Nesta perspectiva, a sustentabilidade humana requer uma revisão nos padrões de consumo e produção estabelecidos até agora. Isso significa reconhecer que os recursos naturais possuem uma dinâmica de renovação própria para cada ecossistema, que é essencial para toda a vida no planeta. Significa reconhecer que as necessidades humanas, ao contrário do apregoado pela economia clássica, são limitadas e identificáveis, mesmo em culturas diferentes, pois ‘o que muda é apenas a forma de satisfazê-las” (MAX-NEEF & HOPENHAYN, 1993, p.93). Concordando com SACHS (1986), a forma sustentável de satisfação destas necessidades pode ser identificada a partir da valorização, estudo e pesquisa, da ecologia dos ecossistemas, das culturas tradicionais locais e das tecnologias ecologicamente corretas ou ecotécnicas

Para tecer uma Sociedade Sustentável em Ubatuba, é preciso identificar potenciais e limites do bioma em que a cidade está inserida, bem como a contribuição das comunidades caiçaras, quilombolas e indígenas presentes, além das populações que migraram para o município. Neste sentido, é fundamental reconhecer os processos até então ocorridos de uso e ocupação do espaço, ou seja, as políticas locais e regionais promovidas. Faz-se também necessário reconhecer as pesquisas e práticas tecnológicas bem sucedidas já desenvolvidas e incentivar novas iniciativas.

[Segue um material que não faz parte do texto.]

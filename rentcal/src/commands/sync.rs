use anyhow::Result;
use std::time::Duration;

use rentcal_core::store::SourceStore;

use crate::config::Config;
use crate::scheduler::{self, SyncGate};
use crate::state::AppState;
use crate::sync::sync_source;

pub async fn run(config: Config, source_id: Option<String>, force: bool) -> Result<()> {
    let state = AppState::new(config)?;

    match source_id {
        Some(id) => run_single(&state, &id).await,
        None => run_batch(&state, force).await,
    }
}

async fn run_single(state: &AppState, id: &str) -> Result<()> {
    let source = state
        .store
        .get_source(id)
        .await?
        .ok_or_else(|| anyhow::anyhow!("Source not found: {}", id))?;

    // Same overlap guard as the batch path: don't interleave with a
    // running batch over the same store.
    if !state.gate.try_acquire(Duration::ZERO) {
        anyhow::bail!("Another sync is already running");
    }
    let stats = sync_source(
        state.fetcher.as_ref(),
        state.store.as_ref(),
        &source,
        &state.config,
    )
    .await;
    state.gate.release();

    match &stats.error {
        None => println!(
            "{}: {} events, {} created, {} updated, {} deleted, {} vanished",
            source.id, stats.total, stats.created, stats.updated, stats.deleted, stats.vanished
        ),
        Some(error) => println!("{}: sync failed: {}", source.id, error),
    }

    Ok(())
}

async fn run_batch(state: &AppState, force: bool) -> Result<()> {
    let summary = match scheduler::run_now(state, force).await? {
        Some(summary) => summary,
        None => anyhow::bail!("Another sync is already running"),
    };

    println!(
        "Synced {} sources ({} failed)",
        summary.sources, summary.failed
    );
    if summary.stats.has_changes() {
        println!(
            "  {} created, {} updated, {} deleted, {} vanished",
            summary.stats.created,
            summary.stats.updated,
            summary.stats.deleted,
            summary.stats.vanished
        );
    } else {
        println!("  No changes");
    }

    Ok(())
}
//! Sync inspection and manual trigger endpoints.
//!
//! This is the operator's read-only window into the sync subsystem; end
//! users never see sync failures.

use axum::{
    extract::{Path, State},
    routing::{get, post},
    Json, Router,
};
use chrono::{DateTime, Utc};
use serde::Serialize;

use rentcal_core::store::{BookingCounts, BookingStore, SourceStore};
use rentcal_core::{BatchSummary, FeedSource, SyncStats, SyncStatus};

use crate::routes::AppError;
use crate::scheduler;
use crate::state::AppState;

pub fn router() -> Router<AppState> {
    Router::new()
        .route("/sync/sources", get(list_sources))
        .route("/sync/sources/{id}", get(get_source))
        .route("/sync/run", post(run_sync))
}

/// Source sync status returned by API
#[derive(Serialize)]
pub struct SourceInfo {
    pub id: String,
    pub unit_id: String,
    pub name: String,
    pub url: String,
    pub enabled: bool,
    pub last_synced_at: Option<DateTime<Utc>>,
    pub last_status: SyncStatus,
    pub last_error: Option<String>,
    pub last_stats: Option<SyncStats>,
    pub bookings: BookingCounts,
}

impl SourceInfo {
    fn new(source: FeedSource, bookings: BookingCounts) -> Self {
        SourceInfo {
            id: source.id,
            unit_id: source.unit_id,
            name: source.name,
            url: source.url,
            enabled: source.enabled,
            last_synced_at: source.last_synced_at,
            last_status: source.last_status,
            last_error: source.last_error,
            last_stats: source.last_stats,
            bookings,
        }
    }
}

/// GET /sync/sources - All sources with status and booking counts
async fn list_sources(State(state): State<AppState>) -> Result<Json<Vec<SourceInfo>>, AppError> {
    let sources = state.store.list_sources().await?;

    let mut out = Vec::with_capacity(sources.len());
    for source in sources {
        let counts = state.store.counts(&source.id).await?;
        out.push(SourceInfo::new(source, counts));
    }

    Ok(Json(out))
}

/// GET /sync/sources/:id - One source's status
async fn get_source(
    State(state): State<AppState>,
    Path(id): Path<String>,
) -> Result<Json<SourceInfo>, AppError> {
    let source = state
        .store
        .get_source(&id)
        .await?
        .ok_or_else(|| anyhow::anyhow!("Source not found: {}", id))?;

    let counts = state.store.counts(&source.id).await?;
    Ok(Json(SourceInfo::new(source, counts)))
}

/// Response body for POST /sync/run
#[derive(Serialize)]
pub struct RunResponse {
    pub started: bool,
    #[serde(skip_serializing_if = "Option::is_none")]
    pub summary: Option<BatchSummary>,
}

/// POST /sync/run - Run a batch now, unless one is already in flight
async fn run_sync(State(state): State<AppState>) -> Result<Json<RunResponse>, AppError> {
    match scheduler::run_now(&state, true).await? {
        Some(summary) => Ok(Json(RunResponse {
            started: true,
            summary: Some(summary),
        })),
        None => Ok(Json(RunResponse {
            started: false,
            summary: None,
        })),
    }
}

É vital o envolvimento dos habitantes neste processo, para que seja possível traçar um caminho viável à sustentabilidade neste recanto onde a serra encontra o mar.

E o cuidado é um conceito fundamental para essa tessitura. Para BOFF (2000) o cuidado é a essência do ser humano, ‘um fenômeno ontológico-existencial básico’, ou seja, base que possibilita a existência humana.